Telefonou à sobrinha e viram com espanto ser anunciado o nome de Robert Prevost. “Ela começou a gritar porque era o tio dela e eu estava num momento de descrença de que isto não podia ser possível porque estava muito longe do que pensávamos que ia acontecer”, disse John, em declarações à agência de notícias Associated Press (AP).
Já à "ABC News", Louis Prevost, o mais velho dos três irmãos, não se sentia bem e estava deitado na cama, na sua casa na Florida, quando chegou o grande momento. "Começaram a ler o nome dele, e quando ele disse 'blá, blá, blá, Roberto', soube logo: era o Rob", contou. "Fiquei grato por ainda estar deitado na cama, porque podia ter caído". Depois, levantou-se da cama e começou a "dançar como um idiota". "É simplesmente incrível", disse. "De repente, estou completamente acordado e a sentir-me maravilhoso."

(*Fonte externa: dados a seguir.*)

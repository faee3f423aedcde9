//! Named QA scenarios run against the core engine.
//!
//! Every scenario gets a seeded RNG per iteration. Fixed scenarios use it to
//! vary how totals are spread over rounds; the expected result never
//! depends on the seed.

use anyhow::{Context, Result, bail, ensure};
use rand::Rng;
use rand::seq::SliceRandom;
use rand_chacha::ChaCha8Rng;
use yazboz_core::constants::{BATAK_ROUND_LIMIT, OKEY_ROUND_LIMIT};
use yazboz_core::{
    GameKind, LedgerError, MemoryStore, SavedAt, ScoreKeeper, SessionRecord, archive, evaluate,
    ledger,
};

pub type ScenarioFn = fn(&mut ChaCha8Rng) -> Result<()>;

#[derive(Clone, Copy)]
pub struct Scenario {
    pub key: &'static str,
    pub description: &'static str,
    pub run: ScenarioFn,
}

const CATALOG: &[Scenario] = &[
    Scenario {
        key: "okey-win",
        description: "Okey: lowest total after 15 rounds wins",
        run: okey_win,
    },
    Scenario {
        key: "batak-win",
        description: "Batak: highest total after 13 hands wins",
        run: batak_win,
    },
    Scenario {
        key: "pisti-early-end",
        description: "Pişti: game ends on the round a player reaches the target",
        run: pisti_early_end,
    },
    Scenario {
        key: "penalty101-loss",
        description: "Cezalı 101: highest rounds-plus-penalties total loses",
        run: penalty101_loss,
    },
    Scenario {
        key: "tie-break",
        description: "Ties go to the lowest seat in every game",
        run: tie_break,
    },
    Scenario {
        key: "migration",
        description: "Records missing newer fields load with defaults",
        run: migration,
    },
    Scenario {
        key: "drink-floor",
        description: "Drink counts never go below zero",
        run: drink_floor,
    },
    Scenario {
        key: "reset-idempotence",
        description: "Resetting twice equals resetting once",
        run: reset_idempotence,
    },
    Scenario {
        key: "archive-roundtrip",
        description: "Save, resume and judge a table through the archive",
        run: archive_roundtrip,
    },
    Scenario {
        key: "random-tables",
        description: "Random tables keep rows aligned and outcomes deterministic",
        run: random_tables,
    },
];

pub fn catalog() -> &'static [Scenario] {
    CATALOG
}

pub fn get_scenario(key: &str) -> Option<Scenario> {
    catalog().iter().copied().find(|scenario| scenario.key == key)
}

pub fn list_scenarios() -> impl Iterator<Item = (&'static str, &'static str)> {
    catalog().iter().map(|scenario| (scenario.key, scenario.description))
}

fn seat(kind: GameKind, players: usize) -> Result<SessionRecord> {
    let names: Vec<String> = (1..=players).map(|n| format!("Oyuncu {n}")).collect();
    SessionRecord::new(kind, &names).context("seating players")
}

/// Spread `total` over `parts` non-negative values.
fn split_total(rng: &mut ChaCha8Rng, total: i64, parts: usize) -> Vec<i64> {
    let mut cuts: Vec<i64> = (1..parts).map(|_| rng.gen_range(0..=total)).collect();
    cuts.push(0);
    cuts.push(total);
    cuts.sort_unstable();
    cuts.windows(2).map(|pair| pair[1] - pair[0]).collect()
}

/// Append rounds so each player's rows sum to `totals`.
fn play_totals(
    rng: &mut ChaCha8Rng,
    record: SessionRecord,
    totals: &[i64],
    rounds: usize,
) -> Result<SessionRecord> {
    let columns: Vec<Vec<i64>> = totals
        .iter()
        .map(|total| split_total(rng, *total, rounds))
        .collect();
    (0..rounds).try_fold(record, |record, round| {
        let entries: Vec<String> = columns.iter().map(|col| col[round].to_string()).collect();
        ledger::append_round(&record, &entries).with_context(|| format!("round {}", round + 1))
    })
}

fn okey_win(rng: &mut ChaCha8Rng) -> Result<()> {
    let record = seat(GameKind::Okey, 3)?;
    let record = play_totals(rng, record, &[120, 95, 140], OKEY_ROUND_LIMIT - 1)?;
    ensure!(!evaluate(&record).finished, "Okey ended before round 15");
    let record = ledger::append_round(&record, &["0", "0", "0"])?;
    let outcome = evaluate(&record);
    ensure!(outcome.finished, "Okey not finished after 15 rounds");
    ensure!(
        outcome.final_scores == [120, 95, 140],
        "unexpected totals {:?}",
        outcome.final_scores
    );
    ensure!(outcome.winner() == Some(1), "winner {:?}, expected 1", outcome.winner());
    Ok(())
}

fn batak_win(rng: &mut ChaCha8Rng) -> Result<()> {
    let mut record = seat(GameKind::Batak, 4)?;
    for _ in 0..BATAK_ROUND_LIMIT {
        let entries: Vec<String> = (0..4).map(|_| rng.gen_range(0..=13).to_string()).collect();
        record = ledger::append_round(&record, &entries)?;
    }
    let outcome = evaluate(&record);
    let best = outcome.final_scores.iter().copied().max().unwrap_or(0);
    let expected = outcome.final_scores.iter().position(|total| *total == best);
    ensure!(outcome.finished, "Batak not finished after 13 hands");
    ensure!(
        outcome.winner() == expected,
        "winner {:?}, expected {expected:?}",
        outcome.winner()
    );
    match ledger::append_round(&record, &["1", "1", "1", "1"]) {
        Err(LedgerError::GameOver) => Ok(()),
        other => bail!("14th Batak hand was not refused: {other:?}"),
    }
}

fn pisti_early_end(rng: &mut ChaCha8Rng) -> Result<()> {
    let record = seat(GameKind::Pisti, 2)?;
    let record = play_totals(rng, record, &[125, 65], 5)?;
    ensure!(!evaluate(&record).finished, "Pişti ended below the target");
    let record = ledger::append_round(&record, &["30", "15"])?;
    let outcome = evaluate(&record);
    ensure!(outcome.finished, "Pişti did not end at 155");
    ensure!(outcome.winner() == Some(0), "winner {:?}", outcome.winner());
    ensure!(outcome.final_scores == [155, 80], "totals {:?}", outcome.final_scores);
    Ok(())
}

fn penalty101_loss(rng: &mut ChaCha8Rng) -> Result<()> {
    let record = seat(GameKind::Penalty101, 2)?;
    let record = play_totals(rng, record, &[450, 430], 9)?;
    let mut record = record;
    for amount in split_total(rng, 100, 3).into_iter().filter(|a| *a > 0) {
        record = ledger::add_penalty(&record, Some(1), &amount.to_string())?;
    }
    let outcome = evaluate(&record);
    ensure!(outcome.finished, "Cezalı 101 not finished after 9 hands");
    ensure!(outcome.final_scores == [450, 530], "finals {:?}", outcome.final_scores);
    ensure!(outcome.loser() == Some(1), "loser {:?}", outcome.loser());
    Ok(())
}

fn tie_break(rng: &mut ChaCha8Rng) -> Result<()> {
    let players = rng.gen_range(3..=6);
    let low = rng.gen_range(0..5_i64);
    let high = low + rng.gen_range(1..5_i64);
    let tied_at = |value: i64, others: i64| -> Vec<String> {
        (0..players)
            .map(|index| if index == 0 || index > 2 { others } else { value })
            .map(|v| v.to_string())
            .collect()
    };

    let cases = [
        (GameKind::Okey, OKEY_ROUND_LIMIT, tied_at(low, high)),
        (GameKind::Batak, BATAK_ROUND_LIMIT, tied_at(high, low)),
        (GameKind::Penalty101, 9, tied_at(high, low)),
    ];
    for (kind, rounds, row) in cases {
        let mut record = seat(kind, players)?;
        for _ in 0..rounds {
            record = ledger::append_round(&record, &row)?;
        }
        let verdict = evaluate(&record)
            .verdict
            .with_context(|| format!("{kind} produced no verdict"))?;
        ensure!(verdict.player == 1, "{kind} tie went to seat {}", verdict.player);
    }

    let record = seat(GameKind::Pisti, players)?;
    let record = ledger::append_round(&record, &tied_at(151, 0))?;
    ensure!(evaluate(&record).winner() == Some(1), "Pişti tie not resolved to seat 1");
    Ok(())
}

fn migration(rng: &mut ChaCha8Rng) -> Result<()> {
    let kind = *GameKind::ALL.choose(rng).context("no game kinds")?;
    let raw = r#"{"oyuncular":["Ali","Veli"],"skorlar":[[10,20],[5,7]]}"#;
    let record = SessionRecord::from_json(raw, kind)?;
    ensure!(record.drink_counts.is_empty(), "drink counts not back-filled");
    ensure!(record.drink_prices.is_empty(), "drink prices not back-filled");
    ensure!(record.players == ["Ali", "Veli"], "players changed");
    ensure!(record.rounds == [vec![10, 20], vec![5, 7]], "rounds changed");
    ensure!(record.penalties.len() == 2, "penalty rows not sized to players");
    let again = SessionRecord::from_json(&serde_json::to_string(&record)?, kind)?;
    ensure!(again == record, "normalize is not idempotent for {kind}");
    Ok(())
}

fn drink_floor(rng: &mut ChaCha8Rng) -> Result<()> {
    let mut record = seat(GameKind::Okey, 2)?;
    let mut model = 0_u32;
    for step in 0..200 {
        if rng.gen_bool(0.4) {
            record = ledger::add_drink(&record, "çay");
            model += 1;
        } else {
            record = ledger::remove_drink(&record, "çay");
            model = model.saturating_sub(1);
        }
        let count = record.drink_counts.get("çay").copied().unwrap_or(0);
        ensure!(count == model, "step {step}: count {count}, expected {model}");
    }
    Ok(())
}

fn reset_idempotence(rng: &mut ChaCha8Rng) -> Result<()> {
    let kind = *GameKind::ALL.choose(rng).context("no game kinds")?;
    let mut record = seat(kind, 3)?;
    for _ in 0..rng.gen_range(0..6) {
        let entries: Vec<String> = (0..3).map(|_| rng.gen_range(0..40).to_string()).collect();
        if let Ok(next) = ledger::append_round(&record, &entries) {
            record = next;
        }
        record = ledger::add_drink(&record, "kahve");
    }
    record = ledger::set_drink_price(&record, "kahve", "15")?;
    let once = ledger::reset(&record);
    let twice = ledger::reset(&once);
    ensure!(once == twice, "second reset changed the {kind} table");
    ensure!(once.round_count() == 0, "rounds survived reset");
    ensure!(once.drink_counts.is_empty(), "drink counts survived reset");
    ensure!(
        once.drink_prices.get("kahve") == Some(&15.0),
        "drink price lost on reset"
    );
    Ok(())
}

fn archive_roundtrip(rng: &mut ChaCha8Rng) -> Result<()> {
    let store = MemoryStore::new();
    let keeper = ScoreKeeper::new(store.clone());
    let mut table = keeper.start_table(GameKind::Pisti, &["Ali", "Veli", "Ayşe"])?;
    table.apply(|record| ledger::set_target_score(record, "101"))?;
    table.apply(|record| ledger::append_round(record, &["40", "101", "12"]))?;
    let millis = rng.gen_range(1_600_000_000_000_i64..1_900_000_000_000);
    let stamp = SavedAt {
        millis,
        date: "19.10.2026".into(),
        time: "21:00".into(),
    };
    let first = table.save_to_archive(&stamp);
    let second = table.save_to_archive(&stamp);
    ensure!(first.id != second.id, "archive ids collided");
    let saved = table.record().clone();
    table.close();

    let resumed = keeper.resume_saved(&first.id)?;
    ensure!(*resumed.record() == saved, "resumed table differs from the saved one");
    let outcome = first.outcome().context("saved game has an unknown kind")?;
    ensure!(outcome.winner() == Some(1), "archived winner {:?}", outcome.winner());
    ensure!(archive::delete(&store, &second.id), "delete reported nothing removed");
    ensure!(keeper.saved_games().len() == 1, "delete left {} entries", keeper.saved_games().len());
    Ok(())
}

fn random_tables(rng: &mut ChaCha8Rng) -> Result<()> {
    let kind = *GameKind::ALL.choose(rng).context("no game kinds")?;
    let players = rng.gen_range(2..=6);
    let mut record = seat(kind, players)?;
    if kind == GameKind::Penalty101 {
        record = ledger::set_hand_target(&record, &rng.gen_range(1..=12).to_string())?;
    }
    for _ in 0..30 {
        let entries: Vec<String> = (0..players).map(|_| rng.gen_range(0..60).to_string()).collect();
        let before = record.round_count();
        match ledger::append_round(&record, &entries) {
            Ok(next) => {
                ensure!(
                    next.rounds.iter().all(|row| row.len() == before + 1),
                    "{kind}: rows out of step after append"
                );
                record = next;
            }
            Err(LedgerError::GameOver) => {
                ensure!(evaluate(&record).finished, "{kind}: refused append before the end");
                break;
            }
            Err(err) => bail!("{kind}: unexpected append failure: {err}"),
        }
        ensure!(
            evaluate(&record) == evaluate(&record.clone()),
            "{kind}: outcome not deterministic"
        );
    }
    Ok(())
}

John falou com o irmão pouco antes do conclave e ambos jogaram desafios de palavras como "Wordle" e "Words with Friends" juntos. "É algo para lhe tirar a mente da vida no mundo real", explicou.
O irmão revelou também que o Papa viu o filme "Conclave" antes de ser fechado na Capela Sistina para a eleição, para que "soubesse como se comportar". "Eu queria distraí-lo, fazê-lo rir de alguma coisa, porque agora isso é uma responsabilidade incrível", continuou.
Quanto à possibilidade de prever o resultado de quinta-feira, John disse ter um "pequeno pressentimento" de que o irmão se tornaria o primeiro Papa norte-americano. O próprio Papa Leão, porém, estava na dúvida. "Ele não achava. Eu achava mais ou menos, porque, pelo que lia e ouvia, havia três candidatos excecionais que ficaram em primeiro, segundo e terceiro lugares. O cardeal das Filipinas, o Secretário de Estado e ele", referiu.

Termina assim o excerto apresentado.